The snakeskin wrasse (Eupetrichthys angustipes), also known as the slender parrotfish or slender wrasse, is a species of wrasse native to the coastal waters of southern Australia. It inhabits rocky reefs down to about 17 m. This species grows to a standard length of 12.4 cm. This species is the only known member of its genus.

The snakeskin wrasse can be recognised by its shape and colour. It is often observed swimming slightly above the seabed, with its head pointing obliquely upwards.

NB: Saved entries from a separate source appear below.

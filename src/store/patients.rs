use std::collections::HashMap;

use chrono::NaiveDateTime;
use diesel::dsl::{count, exists, max};
use diesel::pg::Pg;
use diesel::prelude::*;
use serde::Serialize;

use crate::enums::{PatientStatus, QueueStatus, Sex};
use crate::error::ApiError;
use crate::flow;
use crate::models::{NewPatient, Patient, PatientChanges};
use crate::schema::{doctor_queue, patients, visits};

/// Validated registration input.
#[derive(Debug, Clone)]
pub struct Registration {
    pub full_name: String,
    pub sex: Sex,
    pub phone: String,
    pub card_number: String,
}

#[derive(Debug, Clone, Default)]
pub struct PatientFilter {
    pub search: Option<String>,
    pub status: Option<PatientStatus>,
    pub page: i64,
    pub per_page: i64,
    /// Unseen patients first, oldest registration first.
    pub waiting_first: bool,
}

#[derive(Debug, Clone, Serialize)]
pub struct PatientRow {
    #[serde(flatten)]
    pub patient: Patient,
    pub visit_count: i64,
    pub last_visit: Option<NaiveDateTime>,
}

#[derive(Debug, Clone, Serialize)]
pub struct PatientPage {
    pub patients: Vec<PatientRow>,
    pub total: i64,
    pub page: i64,
    pub pages: i64,
}

pub fn card_number_taken(conn: &mut PgConnection, card_number: &str, except_id: Option<i32>) -> QueryResult<bool> {
    let mut query = patients::table
        .filter(patients::card_number.eq(card_number))
        .into_boxed();
    if let Some(id) = except_id {
        query = query.filter(patients::id.ne(id));
    }
    diesel::select(exists(query)).get_result(conn)
}

/// New patients start inactive and join the waiting list.
pub fn register(conn: &mut PgConnection, registration: &Registration) -> Result<Patient, ApiError> {
    if card_number_taken(conn, &registration.card_number, None)? {
        return Err(ApiError::Conflict("Card number already exists.".into()));
    }

    diesel::insert_into(patients::table)
        .values(&NewPatient {
            full_name: &registration.full_name,
            sex: registration.sex,
            phone: &registration.phone,
            card_number: &registration.card_number,
            status: PatientStatus::Inactive,
            date_registered: super::now(),
        })
        .returning(Patient::as_returning())
        .get_result(conn)
        .map_err(|e| ApiError::on_duplicate(e, "Card number already exists."))
}

pub fn find(conn: &mut PgConnection, patient_id: i32) -> QueryResult<Option<Patient>> {
    patients::table
        .find(patient_id)
        .select(Patient::as_select())
        .first(conn)
        .optional()
}

pub fn find_by_card_number(conn: &mut PgConnection, card_number: &str) -> QueryResult<Option<Patient>> {
    patients::table
        .filter(patients::card_number.eq(card_number))
        .select(Patient::as_select())
        .first(conn)
        .optional()
}

pub fn update(conn: &mut PgConnection, patient_id: i32, registration: &Registration) -> Result<bool, ApiError> {
    if card_number_taken(conn, &registration.card_number, Some(patient_id))? {
        return Err(ApiError::Conflict("Card number already exists.".into()));
    }

    let updated = diesel::update(patients::table.find(patient_id))
        .set(&PatientChanges {
            full_name: &registration.full_name,
            sex: registration.sex,
            phone: &registration.phone,
            card_number: &registration.card_number,
        })
        .execute(conn)
        .map_err(|e| ApiError::on_duplicate(e, "Card number already exists."))?;
    Ok(updated == 1)
}

/// Manual activate/deactivate from the patient list.
pub fn set_status(conn: &mut PgConnection, patient_id: i32, status: PatientStatus) -> QueryResult<bool> {
    let updated = diesel::update(patients::table.find(patient_id))
        .set(patients::status.eq(status))
        .execute(conn)?;
    Ok(updated == 1)
}

/// Flips an inactive patient to active and stamps the first visit date.
/// Returns `false` when the patient was already active (or does not exist).
pub fn activate_on_first_visit(conn: &mut PgConnection, patient_id: i32) -> QueryResult<bool> {
    let updated = diesel::update(
        patients::table
            .filter(patients::id.eq(patient_id))
            .filter(patients::status.eq(PatientStatus::Inactive)),
    )
    .set((
        patients::status.eq(PatientStatus::Active),
        patients::first_visit_date.eq(super::today()),
    ))
    .execute(conn)?;
    Ok(updated == 1)
}

// Inactive patients not holding a waiting or in-progress queue slot
fn waiting<'a>() -> patients::BoxedQuery<'a, Pg> {
    let queued = doctor_queue::table
        .filter(doctor_queue::status.eq_any(QueueStatus::ACTIVE))
        .select(doctor_queue::patient_id);

    patients::table
        .filter(patients::status.eq(PatientStatus::Inactive))
        .filter(patients::id.ne_all(queued))
        .into_boxed()
}

/// Inactive patients not already holding a waiting or in-progress slot in
/// the doctor's queue, first come first served.
pub fn waiting_list(conn: &mut PgConnection) -> QueryResult<Vec<Patient>> {
    let rows = waiting()
        .order(patients::id.asc())
        .select(Patient::as_select())
        .load(conn)?;
    Ok(flow::order_waiting_list(rows))
}

/// Size of [`waiting_list`].
pub fn waiting_count(conn: &mut PgConnection) -> QueryResult<i64> {
    waiting().count().get_result(conn)
}

/// Patients whose first visit happened today.
pub fn seen_today(conn: &mut PgConnection) -> QueryResult<Vec<Patient>> {
    patients::table
        .filter(patients::status.eq(PatientStatus::Active))
        .filter(patients::first_visit_date.eq(super::today()))
        .order(patients::date_registered.asc())
        .select(Patient::as_select())
        .load(conn)
}

/// Active patients for request forms, by name.
pub fn active_by_name(conn: &mut PgConnection) -> QueryResult<Vec<Patient>> {
    patients::table
        .filter(patients::status.eq(PatientStatus::Active))
        .order(patients::full_name.asc())
        .select(Patient::as_select())
        .load(conn)
}

fn filtered<'a>(filter: &PatientFilter) -> patients::BoxedQuery<'a, Pg> {
    let mut query = patients::table.into_boxed();
    if let Some(term) = filter.search.as_deref().filter(|t| !t.trim().is_empty()) {
        let pattern = super::like_pattern(term);
        query = query.filter(
            patients::full_name
                .ilike(pattern.clone())
                .or(patients::card_number.ilike(pattern.clone()))
                .or(patients::phone.ilike(pattern)),
        );
    }
    if let Some(status) = filter.status {
        query = query.filter(patients::status.eq(status));
    }
    query
}

pub fn search(conn: &mut PgConnection, filter: &PatientFilter) -> Result<PatientPage, ApiError> {
    let per_page = filter.per_page.max(1);
    let page = filter.page.max(1);
    let offset = page_offset(page, per_page)?;
    let total: i64 = filtered(filter).count().get_result(conn)?;

    let mut query = filtered(filter);
    query = if filter.waiting_first {
        // 'inactive' sorts after 'active'
        query.order((
            patients::status.desc(),
            patients::date_registered.asc(),
            patients::id.asc(),
        ))
    } else {
        query.order((patients::full_name.asc(), patients::id.asc()))
    };
    let rows: Vec<Patient> = query
        .limit(per_page)
        .offset(offset)
        .select(Patient::as_select())
        .load(conn)?;

    let ids: Vec<i32> = rows.iter().map(|p| p.id).collect();
    let mut activity: HashMap<i32, (i64, Option<NaiveDateTime>)> = visits::table
        .filter(visits::patient_id.eq_any(&ids))
        .group_by(visits::patient_id)
        .select((visits::patient_id, count(visits::id), max(visits::created_at)))
        .load::<(i32, i64, Option<NaiveDateTime>)>(conn)?
        .into_iter()
        .map(|(id, visits, last)| (id, (visits, last)))
        .collect();

    let patients = rows
        .into_iter()
        .map(|patient| {
            let (visit_count, last_visit) = activity.remove(&patient.id).unwrap_or((0, None));
            PatientRow { patient, visit_count, last_visit }
        })
        .collect();

    Ok(PatientPage {
        patients,
        total,
        page,
        pages: page_count(total, per_page),
    })
}

/// Rows skipped before `page`; pages past the addressable range are rejected.
pub fn page_offset(page: i64, per_page: i64) -> Result<i64, ApiError> {
    page.max(1)
        .checked_sub(1)
        .and_then(|skipped| skipped.checked_mul(per_page.max(1)))
        .ok_or_else(|| ApiError::validation("Page number is out of range."))
}

pub fn page_count(total: i64, per_page: i64) -> i64 {
    (total + per_page - 1) / per_page.max(1)
}

#[cfg(test)]
mod tests {
    use super::{page_count, page_offset};
    use crate::error::ApiError;

    #[test]
    fn page_count_rounds_up() {
        assert_eq!(page_count(0, 20), 0);
        assert_eq!(page_count(1, 20), 1);
        assert_eq!(page_count(20, 20), 1);
        assert_eq!(page_count(41, 20), 3);
    }

    #[test]
    fn page_offset_skips_whole_pages() {
        assert_eq!(page_offset(1, 20).unwrap(), 0);
        assert_eq!(page_offset(3, 20).unwrap(), 40);
        assert_eq!(page_offset(0, 20).unwrap(), 0);
        assert_eq!(page_offset(-5, 20).unwrap(), 0);
    }

    #[test]
    fn huge_page_numbers_are_rejected_not_wrapped() {
        assert!(matches!(page_offset(i64::MAX, 20), Err(ApiError::Validation(_))));
        assert!(matches!(page_offset(i64::MAX / 10, 20), Err(ApiError::Validation(_))));
        assert_eq!(page_offset(i64::MAX, 1).unwrap(), i64::MAX - 1);
    }
}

The snakeskin wrasse is a small slim wrasse with variable colouration and patterning; its body can be greyish, maroon, brownish or dark green above, which is sharply demarcated from the pale underside. There are five wide oblique bands along the flanks and irregular dark spots on the head. These fish swim in short bursts near the sea bed, at an angle with the head held up and making a nodding motion. At rest, they often adopt a curled position, or lie on their sides, raising their heads away from the bottom.